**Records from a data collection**

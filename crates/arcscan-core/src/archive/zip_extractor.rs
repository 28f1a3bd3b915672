//! Zip extractor implementation

use super::extractor::Extractor;
use crate::Result;
use std::fs::File;
use std::path::Path;
use tracing::debug;
use zip::ZipArchive;

/// Zip extractor
pub struct ZipExtractor;

impl Default for ZipExtractor {
    fn default() -> Self {
        Self::new()
    }
}

impl ZipExtractor {
    /// Create a new zip extractor
    pub fn new() -> Self {
        Self
    }
}

impl Extractor for ZipExtractor {
    fn extract(&self, source: &Path, destination: &Path) -> Result<()> {
        let file = File::open(source)?;
        let mut archive = ZipArchive::new(file)?;

        debug!("Zip archive {:?} has {} entries", source, archive.len());

        // entries with unsafe names are rejected by the zip crate
        archive.extract(destination)?;
        Ok(())
    }

    fn format_name(&self) -> &'static str {
        "zip"
    }
}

**Activity**
What is needed here is every record above, repeated exactly.

**Completed exercise**
filename crates/arcscan-core/src/archive/zip_extractor.rs
repository 28f1a3bd3b915672
//! Zip extractor implementation

use super::extractor::Extractor;
use crate::Result;
use std::fs::File;
use std::path::Path;
use tracing::debug;
use zip::ZipArchive;

/// Zip extractor
pub struct ZipExtractor;

impl Default for ZipExtractor {
    fn default() -> Self {
        Self::new()
    }
}

impl ZipExtractor {
    /// Create a new zip extractor
    pub fn new() -> Self {
        Self
    }
}

impl Extractor for ZipExtractor {
    fn extract(&self, source: &Path, destination: &Path) -> Result<()> {
        let file = File::open(source)?;
        let mut archive = ZipArchive::new(file)?;

        debug!("Zip archive {:?} has {} entries", source, archive.len());

        // entries with unsafe names are rejected by the zip crate
        archive.extract(destination)?;
        Ok(())
    }

    fn format_name(&self) -> &'static str {
        "zip"
    }
}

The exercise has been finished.